Task to carry out: Find the number of lines below in which the word "struct" appears, and write that number only.
--- Data shown Enclosed Below ---
//! Scan orchestration.
//!
//! One pipeline per target: a baseline fetch, header analysis, then the TLS,
//! audit-tool, crawl and log-triage sub-probes running concurrently. The
//! three external probe kinds draw from semaphores shared by every target of
//! the orchestrator, so the caps hold scan-wide rather than per target.

use crate::audit::{
    CommandAuditTool, DisabledAuditTool, ToolOutput, TransportAuditTool, extract_hostport,
};
use crate::config::ScanConfig;
use crate::error::{ProbeError, SetupError};
use crate::report::{Assessment, BaselineObservation, ProbeOutcome, TargetReport, body_snippet};
use crate::rules::{classify_risk, evaluate_header_hygiene, score_findings, suggest};
use crate::tls::{OpensslTlsProbe, TlsDetails, TlsProbe};
use crate::triage::{TriageSummary, triage_log};
use futures::future::join_all;
use perimeter_scanner::crawler::ProgressCallback;
use perimeter_scanner::{Crawler, HttpFetcher, RenderCapability, SiteMap};
use std::future::Future;
use std::sync::Arc;
use std::time::Duration;
use tokio::sync::Semaphore;
use tokio::task::{JoinError, JoinHandle};
use tracing::{debug, info, warn};

/// Concurrency caps for the external sub-probes.
#[derive(Clone)]
struct ProbePools {
    tls: Arc<Semaphore>,
    tool: Arc<Semaphore>,
    crawl: Arc<Semaphore>,
}

impl ProbePools {
    fn from_config(config: &ScanConfig) -> Self {
        Self {
            tls: Arc::new(Semaphore::new(config.tls_concurrency)),
            tool: Arc::new(Semaphore::new(config.tool_concurrency)),
            crawl: Arc::new(Semaphore::new(config.crawl_concurrency)),
        }
    }
}

pub struct Orchestrator {
    config: ScanConfig,
    fetcher: HttpFetcher,
    tls_probe: Arc<dyn TlsProbe>,
    audit_tool: Arc<dyn TransportAuditTool>,
    renderer: RenderCapability,
    pools: ProbePools,
    progress_callback: Option<ProgressCallback>,
}

impl Orchestrator {
    pub fn new(config: ScanConfig) -> Result<Self, SetupError> {
        config.validate()?;

        let fetcher = HttpFetcher::new(&config.user_agent, config.fetch_timeout())?;
        let audit_tool: Arc<dyn TransportAuditTool> = match &config.audit_tool {
            Some(program) => Arc::new(CommandAuditTool::new(program.clone())),
            None => Arc::new(DisabledAuditTool),
        };

        Ok(Self {
            pools: ProbePools::from_config(&config),
            config,
            fetcher,
            tls_probe: Arc::new(OpensslTlsProbe),
            audit_tool,
            renderer: RenderCapability::default(),
            progress_callback: None,
        })
    }

    pub fn with_fetcher(mut self, fetcher: HttpFetcher) -> Self {
        self.fetcher = fetcher;
        self
    }

    pub fn with_tls_probe(mut self, probe: Arc<dyn TlsProbe>) -> Self {
        self.tls_probe = probe;
        self
    }

    pub fn with_audit_tool(mut self, tool: Arc<dyn TransportAuditTool>) -> Self {
        self.audit_tool = tool;
        self
    }

    pub fn with_renderer(mut self, renderer: RenderCapability) -> Self {
        self.renderer = renderer;
        self
    }

    /// Called with every URL a crawl visits, across all targets.
    pub fn with_progress_callback(mut self, callback: ProgressCallback) -> Self {
        self.progress_callback = Some(callback);
        self
    }

    /// Scans every target concurrently. The returned reports line up index
    /// for index with `targets`; one target's failures never affect another.
    pub async fn scan(&self, targets: &[String], log_bytes: Option<Arc<[u8]>>) -> Vec<TargetReport> {
        info!(
            "Scanning {} targets (tls={}, tool={}, crawl={}, render={})",
            targets.len(),
            self.config.tls_concurrency,
            self.config.tool_concurrency,
            self.config.crawl_concurrency,
            self.config.render_enabled && self.renderer.is_available()
        );

        let reports = join_all(
            targets
                .iter()
                .map(|target| self.scan_target(target, log_bytes.clone())),
        )
        .await;

        info!("Scan complete: {} reports", reports.len());
        reports
    }

    async fn scan_target(&self, target: &str, log_bytes: Option<Arc<[u8]>>) -> TargetReport {
        let page = match self.fetcher.fetch(target, self.config.fetch_timeout()).await {
            Ok(page) => page,
            Err(e) => {
                warn!("Baseline fetch failed for {}: {}", target, e);
                return TargetReport::unreachable(target, e.to_string());
            }
        };
        debug!("Baseline for {}: HTTP {}", target, page.status);

        let findings = evaluate_header_hygiene(&page.headers);
        let score = score_findings(&findings);
        let risk = classify_risk(score);
        let suggestions = suggest(&findings);

        let tls_task = self.spawn_tls_probe(target);
        let tool_task = self.spawn_tool_probe(target);
        let crawl_task = self.spawn_crawl(target);
        let triage_task = log_bytes.map(|bytes| {
            let target = target.to_string();
            tokio::task::spawn_blocking(move || triage_log(&target, Some(&bytes[..])))
        });
        let triage = async move {
            match triage_task {
                Some(handle) => ProbeOutcome::from_result(handle.await),
                None => ProbeOutcome::Completed(TriageSummary::no_data()),
            }
        };

        let (tls, transport_audit, crawl, log_triage) =
            tokio::join!(tls_task, tool_task, crawl_task, triage);

        let assessment = Assessment {
            baseline: BaselineObservation {
                final_url: page.final_url.to_string(),
                status: page.status,
                body_snippet: body_snippet(&page.body, self.config.body_snippet_chars),
                headers: page.headers,
            },
            findings,
            score,
            risk,
            suggestions,
            tls: settle(target, "TLS probe", tls),
            transport_audit: settle(target, "audit tool", transport_audit),
            crawl: settle(target, "crawl", crawl),
            log_triage,
        };

        TargetReport::assessed(target, assessment)
    }

    fn spawn_tls_probe(&self, target: &str) -> JoinHandle<Result<TlsDetails, ProbeError>> {
        let probe = self.tls_probe.clone();
        let pool = self.pools.tls.clone();
        let timeout = self.config.tls_timeout();
        let url = target.to_string();

        tokio::spawn(async move {
            pooled(pool, timeout, async move {
                probe.fetch_tls_details(&url, timeout).await
            })
            .await
        })
    }

    fn spawn_tool_probe(&self, target: &str) -> JoinHandle<Result<ToolOutput, ProbeError>> {
        let tool = self.audit_tool.clone();
        let pool = self.pools.tool.clone();
        let timeout = self.config.tool_timeout();
        let url = target.to_string();

        tokio::spawn(async move {
            let hostport = extract_hostport(&url)?;
            pooled(pool, timeout, async move { tool.run(&hostport, timeout).await }).await
        })
    }

    fn spawn_crawl(&self, target: &str) -> JoinHandle<Result<SiteMap, ProbeError>> {
        let mut crawler = Crawler::new(self.fetcher.clone())
            .with_max_pages(self.config.max_pages)
            .with_max_depth(self.config.max_depth)
            .with_fetch_timeout(self.config.crawl_fetch_timeout())
            .with_renderer(self.renderer.clone())
            .with_render_enabled(self.config.render_enabled);
        if let Some(ref callback) = self.progress_callback {
            crawler = crawler.with_progress_callback(callback.clone());
        }
        let pool = self.pools.crawl.clone();
        let budget = self.config.crawl_timeout();
        let url = target.to_string();

        tokio::spawn(async move {
            pooled(pool, budget, async move { Ok(crawler.crawl(&url).await) }).await
        })
    }
}

/// Waits for a slot in `pool`, then runs `probe` under `budget`. Time spent
/// queueing for the slot does not count against the budget.
async fn pooled<T, F>(pool: Arc<Semaphore>, budget: Duration, probe: F) -> Result<T, ProbeError>
where
    F: Future<Output = Result<T, ProbeError>>,
{
    if pool.available_permits() == 0 {
        debug!("Probe pool saturated, waiting for a slot");
    }
    let _permit = pool
        .acquire_owned()
        .await
        .map_err(|_| ProbeError::PoolClosed)?;

    tokio::time::timeout(budget, probe)
        .await
        .map_err(|_| ProbeError::Timeout(budget))?
}

fn settle<T>(
    target: &str,
    probe: &str,
    joined: Result<Result<T, ProbeError>, JoinError>,
) -> ProbeOutcome<T> {
    let result = joined.map_err(ProbeError::from).and_then(|inner| inner);
    if let Err(ref e) = result {
        warn!("{} failed for {}: {}", probe, target, e);
    }
    ProbeOutcome::from_result(result)
}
--- End of Enclosed Data shown ---
Solution for this problem: 2